▶ [Material for this task]:
******************************
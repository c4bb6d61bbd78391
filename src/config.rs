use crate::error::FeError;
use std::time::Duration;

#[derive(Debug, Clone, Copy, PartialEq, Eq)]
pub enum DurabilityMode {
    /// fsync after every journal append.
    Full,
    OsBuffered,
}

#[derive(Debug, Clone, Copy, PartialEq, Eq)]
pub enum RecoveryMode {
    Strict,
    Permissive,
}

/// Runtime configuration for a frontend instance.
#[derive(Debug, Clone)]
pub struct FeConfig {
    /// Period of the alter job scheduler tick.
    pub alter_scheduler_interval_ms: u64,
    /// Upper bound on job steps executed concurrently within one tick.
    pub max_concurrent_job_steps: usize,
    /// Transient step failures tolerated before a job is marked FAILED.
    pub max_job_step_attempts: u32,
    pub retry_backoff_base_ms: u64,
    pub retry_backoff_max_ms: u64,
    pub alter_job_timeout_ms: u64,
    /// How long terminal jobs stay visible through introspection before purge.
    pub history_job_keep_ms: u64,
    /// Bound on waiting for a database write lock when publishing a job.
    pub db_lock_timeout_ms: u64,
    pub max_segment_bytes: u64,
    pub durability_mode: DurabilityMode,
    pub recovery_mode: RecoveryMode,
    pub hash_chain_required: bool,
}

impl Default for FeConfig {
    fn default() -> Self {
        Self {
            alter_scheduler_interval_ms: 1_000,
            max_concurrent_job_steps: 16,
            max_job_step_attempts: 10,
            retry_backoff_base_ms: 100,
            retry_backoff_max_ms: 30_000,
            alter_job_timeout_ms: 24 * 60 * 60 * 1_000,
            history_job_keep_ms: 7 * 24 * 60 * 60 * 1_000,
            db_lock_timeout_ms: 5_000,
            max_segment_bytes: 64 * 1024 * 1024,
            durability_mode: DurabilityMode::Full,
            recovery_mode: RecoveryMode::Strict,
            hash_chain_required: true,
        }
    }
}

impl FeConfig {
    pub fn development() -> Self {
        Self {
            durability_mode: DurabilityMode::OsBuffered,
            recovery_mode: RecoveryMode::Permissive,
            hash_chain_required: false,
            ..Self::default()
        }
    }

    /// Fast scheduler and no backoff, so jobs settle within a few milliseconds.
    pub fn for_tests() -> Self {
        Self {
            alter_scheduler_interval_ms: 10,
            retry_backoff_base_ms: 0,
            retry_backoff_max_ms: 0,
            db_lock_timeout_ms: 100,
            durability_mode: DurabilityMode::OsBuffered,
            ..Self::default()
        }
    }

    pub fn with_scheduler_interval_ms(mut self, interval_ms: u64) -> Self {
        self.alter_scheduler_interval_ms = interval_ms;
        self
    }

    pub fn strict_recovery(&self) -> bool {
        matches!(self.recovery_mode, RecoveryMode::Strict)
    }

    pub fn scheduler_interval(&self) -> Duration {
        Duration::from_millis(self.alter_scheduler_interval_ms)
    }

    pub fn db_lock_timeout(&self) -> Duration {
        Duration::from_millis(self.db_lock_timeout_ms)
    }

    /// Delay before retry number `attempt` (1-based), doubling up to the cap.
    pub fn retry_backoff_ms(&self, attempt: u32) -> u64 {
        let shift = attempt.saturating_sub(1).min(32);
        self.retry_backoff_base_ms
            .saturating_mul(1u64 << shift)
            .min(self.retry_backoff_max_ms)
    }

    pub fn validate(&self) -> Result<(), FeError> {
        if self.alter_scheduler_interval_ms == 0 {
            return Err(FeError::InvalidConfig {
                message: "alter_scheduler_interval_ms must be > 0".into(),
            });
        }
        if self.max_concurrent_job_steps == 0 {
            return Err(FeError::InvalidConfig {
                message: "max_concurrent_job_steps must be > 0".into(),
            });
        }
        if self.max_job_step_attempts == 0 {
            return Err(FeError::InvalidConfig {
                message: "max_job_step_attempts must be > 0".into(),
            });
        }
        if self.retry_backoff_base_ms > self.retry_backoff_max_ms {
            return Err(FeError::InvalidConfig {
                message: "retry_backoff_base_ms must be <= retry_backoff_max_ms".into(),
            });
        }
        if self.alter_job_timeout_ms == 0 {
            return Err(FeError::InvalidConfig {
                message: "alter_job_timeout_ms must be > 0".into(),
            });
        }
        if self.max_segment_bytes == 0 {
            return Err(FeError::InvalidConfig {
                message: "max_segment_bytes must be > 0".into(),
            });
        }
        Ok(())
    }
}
******************************
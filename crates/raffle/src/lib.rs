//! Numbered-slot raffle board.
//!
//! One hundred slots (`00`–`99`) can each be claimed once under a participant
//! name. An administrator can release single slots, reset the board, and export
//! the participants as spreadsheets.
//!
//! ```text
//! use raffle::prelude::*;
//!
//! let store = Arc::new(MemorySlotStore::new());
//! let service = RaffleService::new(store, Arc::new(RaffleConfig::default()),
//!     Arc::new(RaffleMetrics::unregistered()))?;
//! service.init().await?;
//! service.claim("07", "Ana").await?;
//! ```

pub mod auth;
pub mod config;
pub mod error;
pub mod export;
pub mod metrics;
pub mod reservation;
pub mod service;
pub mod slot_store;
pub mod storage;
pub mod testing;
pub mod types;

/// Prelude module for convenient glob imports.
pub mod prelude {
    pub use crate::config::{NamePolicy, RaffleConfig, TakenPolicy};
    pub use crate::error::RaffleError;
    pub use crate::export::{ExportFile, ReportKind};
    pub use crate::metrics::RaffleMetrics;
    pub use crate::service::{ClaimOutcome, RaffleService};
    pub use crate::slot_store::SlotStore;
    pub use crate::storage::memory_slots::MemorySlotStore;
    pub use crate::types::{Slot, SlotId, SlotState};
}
******************************
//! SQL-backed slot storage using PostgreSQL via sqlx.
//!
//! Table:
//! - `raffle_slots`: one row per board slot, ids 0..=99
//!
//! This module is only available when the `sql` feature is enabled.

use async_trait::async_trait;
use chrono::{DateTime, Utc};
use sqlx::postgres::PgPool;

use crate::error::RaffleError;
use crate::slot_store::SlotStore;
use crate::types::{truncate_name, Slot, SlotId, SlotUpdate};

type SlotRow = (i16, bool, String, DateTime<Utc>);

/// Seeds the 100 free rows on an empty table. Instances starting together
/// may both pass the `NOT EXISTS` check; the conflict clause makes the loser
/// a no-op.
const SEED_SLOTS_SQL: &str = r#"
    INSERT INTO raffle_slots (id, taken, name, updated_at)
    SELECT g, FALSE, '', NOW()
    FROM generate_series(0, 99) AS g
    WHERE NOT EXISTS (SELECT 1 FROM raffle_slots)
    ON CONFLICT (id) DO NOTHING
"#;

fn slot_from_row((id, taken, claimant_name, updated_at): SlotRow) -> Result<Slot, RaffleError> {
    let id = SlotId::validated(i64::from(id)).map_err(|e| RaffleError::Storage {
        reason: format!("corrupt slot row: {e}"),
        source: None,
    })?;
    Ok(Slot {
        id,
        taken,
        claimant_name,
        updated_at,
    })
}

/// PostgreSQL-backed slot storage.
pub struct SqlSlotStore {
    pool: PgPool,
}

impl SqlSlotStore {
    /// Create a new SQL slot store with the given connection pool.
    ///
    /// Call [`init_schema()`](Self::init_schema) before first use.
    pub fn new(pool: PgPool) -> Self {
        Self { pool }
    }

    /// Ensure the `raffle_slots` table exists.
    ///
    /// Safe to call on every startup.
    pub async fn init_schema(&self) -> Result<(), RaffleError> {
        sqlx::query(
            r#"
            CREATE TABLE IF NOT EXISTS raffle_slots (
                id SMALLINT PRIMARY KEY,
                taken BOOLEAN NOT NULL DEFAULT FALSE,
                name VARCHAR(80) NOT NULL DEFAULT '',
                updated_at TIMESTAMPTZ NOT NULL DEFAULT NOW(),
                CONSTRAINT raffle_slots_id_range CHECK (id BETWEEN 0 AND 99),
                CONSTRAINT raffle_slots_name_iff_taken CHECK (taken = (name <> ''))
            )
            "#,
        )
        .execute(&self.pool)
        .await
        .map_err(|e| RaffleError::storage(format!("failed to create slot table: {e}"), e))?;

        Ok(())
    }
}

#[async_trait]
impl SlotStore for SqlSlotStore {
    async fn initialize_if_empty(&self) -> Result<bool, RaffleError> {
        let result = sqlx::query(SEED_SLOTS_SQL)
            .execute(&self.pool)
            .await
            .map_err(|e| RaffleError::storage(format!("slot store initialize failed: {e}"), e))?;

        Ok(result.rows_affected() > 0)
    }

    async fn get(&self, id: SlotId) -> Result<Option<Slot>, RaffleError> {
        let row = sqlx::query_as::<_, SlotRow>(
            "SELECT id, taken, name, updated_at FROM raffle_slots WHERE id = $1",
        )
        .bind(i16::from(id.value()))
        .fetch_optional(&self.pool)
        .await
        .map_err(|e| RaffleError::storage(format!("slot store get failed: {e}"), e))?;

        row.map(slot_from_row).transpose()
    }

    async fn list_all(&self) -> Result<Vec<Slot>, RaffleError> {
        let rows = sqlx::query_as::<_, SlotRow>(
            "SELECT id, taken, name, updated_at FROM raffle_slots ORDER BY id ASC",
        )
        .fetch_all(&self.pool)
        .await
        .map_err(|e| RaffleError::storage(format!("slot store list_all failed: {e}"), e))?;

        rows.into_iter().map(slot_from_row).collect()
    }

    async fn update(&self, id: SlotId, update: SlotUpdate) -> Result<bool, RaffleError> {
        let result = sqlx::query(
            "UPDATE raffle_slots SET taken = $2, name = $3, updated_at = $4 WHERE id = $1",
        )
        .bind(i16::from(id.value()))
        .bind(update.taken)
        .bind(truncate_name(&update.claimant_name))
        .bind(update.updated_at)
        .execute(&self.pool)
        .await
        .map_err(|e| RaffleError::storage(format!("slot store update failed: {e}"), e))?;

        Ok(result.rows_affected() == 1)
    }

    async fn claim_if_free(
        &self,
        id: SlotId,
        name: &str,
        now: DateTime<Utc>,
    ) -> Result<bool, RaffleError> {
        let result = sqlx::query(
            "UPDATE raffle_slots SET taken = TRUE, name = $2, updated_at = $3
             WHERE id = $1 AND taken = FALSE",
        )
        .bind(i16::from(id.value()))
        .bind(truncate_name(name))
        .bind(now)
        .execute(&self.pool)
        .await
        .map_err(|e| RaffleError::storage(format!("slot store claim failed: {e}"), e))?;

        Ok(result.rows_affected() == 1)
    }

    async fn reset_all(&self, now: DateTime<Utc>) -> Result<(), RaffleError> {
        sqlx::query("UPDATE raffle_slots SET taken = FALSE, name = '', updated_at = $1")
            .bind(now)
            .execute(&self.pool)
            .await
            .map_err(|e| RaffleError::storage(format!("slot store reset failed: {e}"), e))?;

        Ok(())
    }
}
******************************
▶ [What is being asked]: Select the lines in this material that hold the word "filename", leaving none out.

▶ [Result for this task]:
filename src/config.rs
filename crates/raffle/src/lib.rs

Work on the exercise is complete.